Ich werde nicht hassen

Gewinner in der Kategorie Zeitgenössisches Drama: „Ich werde nicht hassen“

Text: Birgit Schmalmack / Foto: Regina Brocke

Die vierten Privattheatertage sind zu Ende, die Sieger der verschiedenen Kategorien – Komödie, zeitgenössisches Drama und moderne Klassiker – sind gekürt. Die Reihen waren gut gefüllt. 90% Prozent Auslastung über zwei Wochen konnte Festivalleiter Axel Schneider vermelden. Was hatte die neunköpfige reisende Jury dieses Jahr ausgesucht, um das Beste der deutschen Privattheaterszene nach Hamburg zu bringen?

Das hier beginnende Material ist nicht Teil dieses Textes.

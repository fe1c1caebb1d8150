//! Intake: classification and content validation
//!
//! No network calls happen here; both early exits are skips, not errors.

use super::{FlowOrchestrator, PhaseResult, Terminal};
use crate::models::{JobSession, JobState, TerminalStatus, UploadJob, UploadRequest};
use crate::services::classifier::Classification;
use crate::services::content_validator;

impl FlowOrchestrator {
    /// Classify and validate a request into an upload job
    pub(super) fn phase_intake(
        &self,
        session: &mut JobSession,
        request: UploadRequest,
    ) -> PhaseResult<UploadJob> {
        let UploadRequest {
            bytes,
            filename,
            queue: requested_queue,
        } = request;

        let classification = match requested_queue.as_deref() {
            Some(queue) => self.classifier.classify_in(&filename, queue),
            None => self.classifier.classify(&filename),
        };

        let (queue, subscription_id) = match classification {
            Classification::Matched {
                queue,
                subscription_id,
            } => (queue, subscription_id),
            Classification::NotFound => {
                let detail = match requested_queue {
                    Some(queue) => format!("No rule in queue '{}' matches {}", queue, filename),
                    None => format!("No classification rule matches {}", filename),
                };
                session.record(&detail);
                return Err(Terminal::early(TerminalStatus::SkippedNoRuleMatch, detail));
            }
        };

        session.queue = Some(queue.clone());
        session.subscription_id = Some(subscription_id.clone());
        session.transition_to(JobState::Classified);
        session.record(format!(
            "Classified into queue {} with subscription {}",
            queue, subscription_id
        ));

        let text = content_validator::decode_lossy(&bytes);
        let validation = self.validator.validate(&filename, &text);
        if !validation.is_valid {
            session.record(format!(
                "Content rejected: {} ({} lines)",
                validation.reason, validation.line_count
            ));
            return Err(Terminal::early(
                TerminalStatus::SkippedInvalidContent,
                validation.reason,
            ));
        }

        session.transition_to(JobState::Validated);
        session.record(format!("Content accepted ({} lines)", validation.line_count));

        let raw_bytes = if self.config.upload.normalize_crlf {
            normalize_crlf(bytes)
        } else {
            bytes
        };

        Ok(UploadJob {
            job_id: session.job_id,
            raw_bytes,
            filename,
            subscription_id,
            destination_queue: queue,
            line_count: validation.line_count,
        })
    }
}

/// Replace every CRLF pair with a bare LF
pub(super) fn normalize_crlf(bytes: Vec<u8>) -> Vec<u8> {
    if !bytes.windows(2).any(|pair| pair == b"\r\n") {
        return bytes;
    }

    let mut normalized = Vec::with_capacity(bytes.len());
    let mut iter = bytes.iter().peekable();
    while let Some(&byte) = iter.next() {
        if byte == b'\r' && iter.peek() == Some(&&b'\n') {
            continue;
        }
        normalized.push(byte);
    }
    normalized
}
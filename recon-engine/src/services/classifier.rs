//! Filename classification
//!
//! Maps a filename to a destination queue and subscription id using the
//! ordered include/exclude keyword rules of each queue. Pure: no I/O.

use crate::config::{ClassificationRule, ReconConfig};
use std::path::Path;

/// Named, ordered rule set of one queue
#[derive(Debug, Clone)]
pub struct RuleSet {
    pub queue: String,
    pub rules: Vec<ClassificationRule>,
}

/// Classification result
#[derive(Debug, Clone, PartialEq, Eq)]
pub enum Classification {
    Matched {
        queue: String,
        subscription_id: String,
    },
    /// No rule in any rule set matched; the file is skipped
    NotFound,
}

/// Classify a filename against rule sets in priority order
///
/// The first rule (in declaration order, within the first rule set in
/// priority order) whose include keywords intersect the lowercased stem and
/// whose exclude keywords do not, wins.
pub fn classify(filename: &str, rule_sets: &[RuleSet]) -> Classification {
    let stem = normalized_stem(filename);

    for rule_set in rule_sets {
        if let Some(rule) = rule_set.rules.iter().find(|rule| rule_matches(rule, &stem)) {
            return Classification::Matched {
                queue: rule_set.queue.clone(),
                subscription_id: rule.subscription_id.clone(),
            };
        }
    }

    Classification::NotFound
}

/// Lowercased file stem (extension and directories dropped)
fn normalized_stem(filename: &str) -> String {
    Path::new(filename)
        .file_stem()
        .map(|stem| stem.to_string_lossy().to_lowercase())
        .unwrap_or_else(|| filename.to_lowercase())
}

fn rule_matches(rule: &ClassificationRule, stem: &str) -> bool {
    let contains = |keyword: &String| {
        let keyword = keyword.trim().to_lowercase();
        !keyword.is_empty() && stem.contains(&keyword)
    };

    rule.include.iter().any(contains) && !rule.exclude.iter().any(contains)
}

/// Classifier over the configured queues
#[derive(Debug, Clone)]
pub struct Classifier {
    rule_sets: Vec<RuleSet>,
}

impl Classifier {
    pub fn new(rule_sets: Vec<RuleSet>) -> Self {
        Self { rule_sets }
    }

    /// Rule sets in the configured queue order
    pub fn from_config(config: &ReconConfig) -> Self {
        Self::new(
            config
                .queues
                .iter()
                .map(|queue| RuleSet {
                    queue: queue.name.clone(),
                    rules: queue.rules.clone(),
                })
                .collect(),
        )
    }

    /// Classify across every rule set
    pub fn classify(&self, filename: &str) -> Classification {
        classify(filename, &self.rule_sets)
    }

    /// Classify using only the named queue's rule set
    pub fn classify_in(&self, filename: &str, queue: &str) -> Classification {
        let scoped: Vec<RuleSet> = self
            .rule_sets
            .iter()
            .filter(|set| set.queue.eq_ignore_ascii_case(queue))
            .cloned()
            .collect();
        classify(filename, &scoped)
    }
}

#[cfg(test)]
mod tests {
    use super::*;

    fn default_classifier() -> Classifier {
        Classifier::from_config(&ReconConfig::default())
    }

    fn matched(queue: &str, subscription_id: &str) -> Classification {
        Classification::Matched {
            queue: queue.to_string(),
            subscription_id: subscription_id.to_string(),
        }
    }

    #[test]
    fn test_bws_matches_first_euro_rule() {
        let classifier = default_classifier();
        assert_eq!(
            classifier.classify("BWS_2024.txt"),
            matched("euro", "sub_YK5GU0000019")
        );
    }

    #[test]
    fn test_exclude_keyword_skips_rule() {
        let classifier = default_classifier();
        // cdpg rule excludes "dolares", so the dolares rule picks it up
        assert_eq!(
            classifier.classify("CDPG_DOLARES_0101.txt"),
            matched("euro", "sub_YK5GU0000022")
        );
        assert_eq!(
            classifier.classify("cdpg_soles.txt"),
            matched("euro", "sub_YK5GU0000020")
        );
    }

    #[test]
    fn test_queue_priority_order() {
        let classifier = default_classifier();
        // "rec" is a udep keyword, but "eur" in the euro set wins first
        assert_eq!(
            classifier.classify("EUR_rec.txt"),
            matched("euro", "sub_YK5GU0000021")
        );
        assert_eq!(
            classifier.classify("rec_2103093.txt"),
            matched("udep", "sub_YK5GU0000022")
        );
    }

    #[test]
    fn test_extension_is_ignored() {
        let classifier = default_classifier();
        assert_eq!(classifier.classify("report.eur"), Classification::NotFound);
    }

    #[test]
    fn test_no_match_returns_not_found() {
        let classifier = default_classifier();
        assert_eq!(
            classifier.classify("unknown_format.txt"),
            Classification::NotFound
        );
    }

    #[test]
    fn test_classify_in_scopes_to_queue() {
        let classifier = default_classifier();
        assert_eq!(
            classifier.classify_in("sbp_0101.txt", "udep"),
            matched("udep", "sub_YK5GU0000023")
        );
        assert_eq!(
            classifier.classify_in("sbp_0101.txt", "nope"),
            Classification::NotFound
        );
    }

    #[test]
    fn test_directory_components_are_ignored() {
        let rule_sets = vec![RuleSet {
            queue: "q".to_string(),
            rules: vec![ClassificationRule::new("sub_1", &["inbox"], &[])],
        }];
        assert_eq!(classify("inbox/file.txt", &rule_sets), Classification::NotFound);
    }
}
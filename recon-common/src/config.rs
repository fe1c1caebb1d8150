//! Configuration file resolution and bootstrap settings
//!
//! Config file resolution follows this priority order:
//! 1. Command-line argument (highest priority)
//! 2. Environment variable
//! 3. Per-user config file (`<config_dir>/recon/config.toml`)
//! 4. System config file (`/etc/recon/config.toml`, Linux only)
//!
//! When none of these exist the caller falls back to compiled defaults.
//! A missing config file is never fatal; a malformed one is.

use crate::{Error, Result};
use serde::de::DeserializeOwned;
use serde::{Deserialize, Serialize};
use std::path::{Path, PathBuf};
use tracing::{info, warn};

/// Environment variable naming an explicit config file
pub const CONFIG_ENV_VAR: &str = "RECON_CONFIG";

/// Application directory name under the platform config dir
const APP_DIR: &str = "recon";

/// Logging configuration
#[derive(Debug, Clone, PartialEq, Eq, Serialize, Deserialize)]
pub struct LoggingConfig {
    /// Log level (trace, debug, info, warn, error)
    #[serde(default = "default_log_level")]
    pub level: String,
}

impl Default for LoggingConfig {
    fn default() -> Self {
        Self {
            level: default_log_level(),
        }
    }
}

fn default_log_level() -> String {
    "info".to_string()
}

/// HTTP client settings applied to every remote call
#[derive(Debug, Clone, PartialEq, Eq, Serialize, Deserialize)]
pub struct HttpSettings {
    /// Per-request timeout in seconds
    #[serde(default = "default_timeout_secs")]
    pub timeout_secs: u64,

    /// User-Agent header sent with every request
    #[serde(default = "default_user_agent")]
    pub user_agent: String,
}

impl Default for HttpSettings {
    fn default() -> Self {
        Self {
            timeout_secs: default_timeout_secs(),
            user_agent: default_user_agent(),
        }
    }
}

impl HttpSettings {
    /// Per-request timeout as a `Duration`
    pub fn timeout(&self) -> std::time::Duration {
        std::time::Duration::from_secs(self.timeout_secs)
    }
}

fn default_timeout_secs() -> u64 {
    30
}

fn default_user_agent() -> String {
    "recon/0.1.0".to_string()
}

/// Resolve which config file to read
///
/// Returns `None` when no candidate exists; callers then use compiled defaults.
/// An explicit CLI or environment path is returned even if it does not exist,
/// so the loader can report it.
pub fn resolve_config_path(cli_arg: Option<&Path>, env_var_name: &str) -> Option<PathBuf> {
    // Priority 1: Command-line argument
    if let Some(path) = cli_arg {
        return Some(path.to_path_buf());
    }

    // Priority 2: Environment variable
    if let Ok(path) = std::env::var(env_var_name) {
        if !path.trim().is_empty() {
            return Some(PathBuf::from(path));
        }
    }

    // Priority 3/4: platform locations
    default_config_candidates()
        .into_iter()
        .find(|candidate| candidate.exists())
}

/// Platform config file locations, most specific first
pub fn default_config_candidates() -> Vec<PathBuf> {
    let mut candidates = Vec::new();

    if let Some(dir) = dirs::config_dir() {
        candidates.push(dir.join(APP_DIR).join("config.toml"));
    }

    if cfg!(target_os = "linux") {
        candidates.push(PathBuf::from("/etc").join(APP_DIR).join("config.toml"));
    }

    candidates
}

/// Read and parse a TOML file
pub fn load_toml<T: DeserializeOwned>(path: &Path) -> Result<T> {
    let content = std::fs::read_to_string(path)?;
    toml::from_str(&content).map_err(|source| Error::TomlParse {
        path: path.to_path_buf(),
        source,
    })
}

/// Load configuration with graceful degradation
///
/// - `None` path: compiled defaults, logged at info
/// - Path that does not exist: warning + compiled defaults
/// - Path that exists but fails to parse: error (never silently ignored)
pub fn load_or_default<T: DeserializeOwned + Default>(path: Option<&Path>) -> Result<T> {
    match path {
        None => {
            info!("No config file found, using built-in defaults");
            Ok(T::default())
        }
        Some(path) if !path.exists() => {
            warn!(
                "Config file {} not found, using built-in defaults",
                path.display()
            );
            Ok(T::default())
        }
        Some(path) => {
            let config = load_toml(path)?;
            info!("Loaded configuration from {}", path.display());
            Ok(config)
        }
    }
}

/// Write a config value to a TOML file
///
/// Writes to a sibling temp file first and renames it into place, so a
/// crash never leaves a half-written config behind.
pub fn write_toml_config<T: Serialize>(config: &T, path: &Path) -> Result<()> {
    let content = toml::to_string_pretty(config)?;

    if let Some(parent) = path.parent() {
        if !parent.as_os_str().is_empty() {
            std::fs::create_dir_all(parent)?;
        }
    }

    let tmp_path = path.with_extension("toml.tmp");
    std::fs::write(&tmp_path, content)?;
    std::fs::rename(&tmp_path, path)?;

    Ok(())
}
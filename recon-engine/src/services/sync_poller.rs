//! Synchronization poller
//!
//! The synchronize endpoint is idempotent but eventually consistent: it can
//! report 0/0 for a while even when records exist. The poller calls it once,
//! and only if that reports nothing does it retry on a fixed interval until
//! non-zero counts appear or the attempt budget runs out.

use crate::config::PollingSettings;
use crate::models::SyncState;
use crate::services::attempt::AttemptOutcome;
use crate::services::pipeline_client::PipelineClient;

/// How synchronization ended
#[derive(Debug, Clone, PartialEq, Eq)]
pub enum SyncResult {
    /// Remote side reported non-zero counts
    Confirmed(SyncState),
    /// Budget exhausted at 0/0: there is genuinely no data
    ConfirmedEmpty,
    /// The opening call could not reach the endpoint at all
    Unreachable(String),
}

impl SyncResult {
    /// Counts to carry forward; zero unless confirmed
    pub fn state(&self) -> SyncState {
        match self {
            SyncResult::Confirmed(state) => *state,
            _ => SyncState::default(),
        }
    }

    pub fn is_confirmed(&self) -> bool {
        matches!(self, SyncResult::Confirmed(_))
    }
}

#[derive(Debug, Clone)]
pub struct SyncOutcome {
    pub result: SyncResult,
    /// Synchronize calls issued, including the opening one
    pub attempts: u32,
    pub log: Vec<String>,
}

/// Poll the synchronize stage until it confirms data or the budget runs out
///
/// `expected_total` is the parse-trigger's processed + failed count and is
/// only used for reporting.
pub async fn poll_sync(
    client: &PipelineClient,
    expected_total: u64,
    settings: &PollingSettings,
) -> SyncOutcome {
    let mut log = Vec::new();

    match AttemptOutcome::from_result(client.synchronize().await, true) {
        AttemptOutcome::Observed(state) if !state.is_empty() => {
            log.push(format!(
                "Synchronize confirmed {} processed / {} failed on first call",
                state.processed_count, state.failed_count
            ));
            return SyncOutcome {
                result: SyncResult::Confirmed(state),
                attempts: 1,
                log,
            };
        }
        AttemptOutcome::Observed(_) => {
            log.push(format!(
                "Synchronize reported 0/0 (expected {} records), waiting for remote processing",
                expected_total
            ));
        }
        AttemptOutcome::Transient(e) => {
            tracing::warn!(error = %e, "Synchronize call failed, will retry");
            log.push(format!("Synchronize call failed, will retry: {}", e));
        }
        AttemptOutcome::Fatal(e) => {
            tracing::error!(error = %e, "Synchronize endpoint unreachable, aborting synchronization");
            log.push(format!("Synchronize endpoint unreachable: {}", e));
            return SyncOutcome {
                result: SyncResult::Unreachable(e.to_string()),
                attempts: 1,
                log,
            };
        }
    }

    let mut attempts = 1;
    for retry in 1..=settings.sync_max_attempts {
        tokio::time::sleep(settings.sync_interval()).await;
        attempts += 1;

        match AttemptOutcome::from_result(client.synchronize().await, false) {
            AttemptOutcome::Observed(state) if !state.is_empty() => {
                log.push(format!(
                    "Synchronize confirmed {} processed / {} failed on retry {}/{}",
                    state.processed_count, state.failed_count, retry, settings.sync_max_attempts
                ));
                return SyncOutcome {
                    result: SyncResult::Confirmed(state),
                    attempts,
                    log,
                };
            }
            AttemptOutcome::Observed(_) => {
                tracing::debug!(retry, "Synchronize still 0/0");
                log.push(format!(
                    "Synchronize retry {}/{}: still 0/0",
                    retry, settings.sync_max_attempts
                ));
            }
            AttemptOutcome::Transient(e) | AttemptOutcome::Fatal(e) => {
                tracing::warn!(retry, error = %e, "Synchronize retry failed");
                log.push(format!(
                    "Synchronize retry {}/{} failed: {}",
                    retry, settings.sync_max_attempts, e
                ));
            }
        }
    }

    log.push(format!(
        "Synchronize reported no data after {} calls, concluding empty",
        attempts
    ));

    SyncOutcome {
        result: SyncResult::ConfirmedEmpty,
        attempts,
        log,
    }
}

#[cfg(test)]
mod tests {
    use super::*;

    #[test]
    fn test_state_is_zero_unless_confirmed() {
        assert_eq!(
            SyncResult::Confirmed(SyncState::new(4, 1)).state(),
            SyncState::new(4, 1)
        );
        assert!(SyncResult::ConfirmedEmpty.state().is_empty());
        assert!(SyncResult::Unreachable("x".to_string()).state().is_empty());
        assert!(!SyncResult::ConfirmedEmpty.is_confirmed());
    }
}
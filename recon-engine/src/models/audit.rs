//! Audit records produced once per job

use chrono::{DateTime, Utc};
use recon_common::time;
use serde::{Deserialize, Serialize};
use std::fmt;
use uuid::Uuid;

/// Terminal status of a job
#[derive(Debug, Clone, Copy, PartialEq, Eq, Hash, Serialize, Deserialize)]
#[serde(rename_all = "SCREAMING_SNAKE_CASE")]
pub enum TerminalStatus {
    /// All stages completed, no partial failure
    Success,
    /// Some (not all) records failed remotely
    CompletedWithFailures,
    /// Parse stage detected nothing to process
    NoNewData,
    /// Synchronize never confirmed the records the parse stage detected
    SynchronizationError,
    /// No classification rule matched the filename
    SkippedNoRuleMatch,
    /// Content validator rejected the file
    SkippedInvalidContent,
    /// Submit stage failed
    ErrorUpload,
    /// Parse-trigger stage failed
    ErrorParse,
}

impl TerminalStatus {
    /// Human-readable label used in reports
    pub fn label(&self) -> &'static str {
        match self {
            TerminalStatus::Success => "Success",
            TerminalStatus::CompletedWithFailures => "Completed With Failures",
            TerminalStatus::NoNewData => "No New Data",
            TerminalStatus::SynchronizationError => "Synchronization Error",
            TerminalStatus::SkippedNoRuleMatch => "Skipped (no rule match)",
            TerminalStatus::SkippedInvalidContent => "Skipped (empty/invalid content)",
            TerminalStatus::ErrorUpload => "Error Upload",
            TerminalStatus::ErrorParse => "Error Parse",
        }
    }

    pub fn is_skipped(&self) -> bool {
        matches!(
            self,
            TerminalStatus::SkippedNoRuleMatch | TerminalStatus::SkippedInvalidContent
        )
    }

    pub fn is_error(&self) -> bool {
        matches!(
            self,
            TerminalStatus::ErrorUpload
                | TerminalStatus::ErrorParse
                | TerminalStatus::SynchronizationError
        )
    }
}

impl fmt::Display for TerminalStatus {
    fn fmt(&self, f: &mut fmt::Formatter<'_>) -> fmt::Result {
        f.write_str(self.label())
    }
}

/// Ordered, sequence-numbered execution log of one job
#[derive(Debug, Clone, Default)]
pub struct ExecutionLog {
    entries: Vec<String>,
}

impl ExecutionLog {
    pub fn new() -> Self {
        Self::default()
    }

    /// Append one line as `#NN [HH:MM:SS.mmm] message`
    pub fn push(&mut self, message: impl AsRef<str>) {
        let seq = self.entries.len() + 1;
        self.entries.push(format!(
            "#{:02} [{}] {}",
            seq,
            time::clock_stamp(time::now()),
            message.as_ref()
        ));
    }

    pub fn extend<I, S>(&mut self, messages: I)
    where
        I: IntoIterator<Item = S>,
        S: AsRef<str>,
    {
        for message in messages {
            self.push(message);
        }
    }

    pub fn entries(&self) -> &[String] {
        &self.entries
    }

    pub fn len(&self) -> usize {
        self.entries.len()
    }

    pub fn is_empty(&self) -> bool {
        self.entries.is_empty()
    }

    pub fn into_entries(self) -> Vec<String> {
        self.entries
    }
}

/// Immutable per-job result
#[derive(Debug, Clone, PartialEq, Serialize, Deserialize)]
pub struct AuditRecord {
    pub job_id: Uuid,
    pub filename: String,
    pub queue: Option<String>,
    pub subscription_id: Option<String>,
    pub status: TerminalStatus,
    pub processed_count: u64,
    pub failed_count: u64,
    pub reconciled_count: u64,
    pub detail_message: String,
    pub execution_log: Vec<String>,
    pub started_at: DateTime<Utc>,
    pub finished_at: DateTime<Utc>,
}

/// Session-scoped, append-only collection of audit records
#[derive(Debug, Clone, Default, Serialize, Deserialize)]
pub struct AuditReport {
    records: Vec<AuditRecord>,
}

impl AuditReport {
    pub fn new() -> Self {
        Self::default()
    }

    pub fn push(&mut self, record: AuditRecord) {
        self.records.push(record);
    }

    pub fn records(&self) -> &[AuditRecord] {
        &self.records
    }

    pub fn len(&self) -> usize {
        self.records.len()
    }

    pub fn is_empty(&self) -> bool {
        self.records.is_empty()
    }

    pub fn into_records(self) -> Vec<AuditRecord> {
        self.records
    }
}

Plötzlich sitzt der Tod in „Willkommen in deinem Leben“ auf dem Beifahrersitz. Charly Cox muss sich damit auseinandersetzen, dass seine Lebenszeit bald zu Ende ist. Im Angesicht des Todes wird ihm schlagartig bewusst, wie jämmerlich sein Leben bis hierhin gewesen ist. Keinen Traum hat er sich erfüllt, nie hat er die große Liebe getroffen, und nie ist er ein Risiko eingegangen. Ein hölzernes Schaukelsofa vor Wüstenkulisse, ein stetig kreisender Ventilator und ein paar schäbige Sessel – mehr braucht das Theater Ravensburg nicht, um die allegorische Geschichte um den Tod und das Leben auf die Bühne zu bringen. Bei aller Doppelbödigkeit vergaß die Ravensburger Bühne unter der Regie von Karsten Engelhardt den Unterhaltungsanspruch nie. So viel wurde sicher selten über den Tod gelacht! Das Publikum nahm die hintergründige Komödie zur Eröffnung der Privattheatertage im Altonaer Theater mit begeistertem Applaus auf.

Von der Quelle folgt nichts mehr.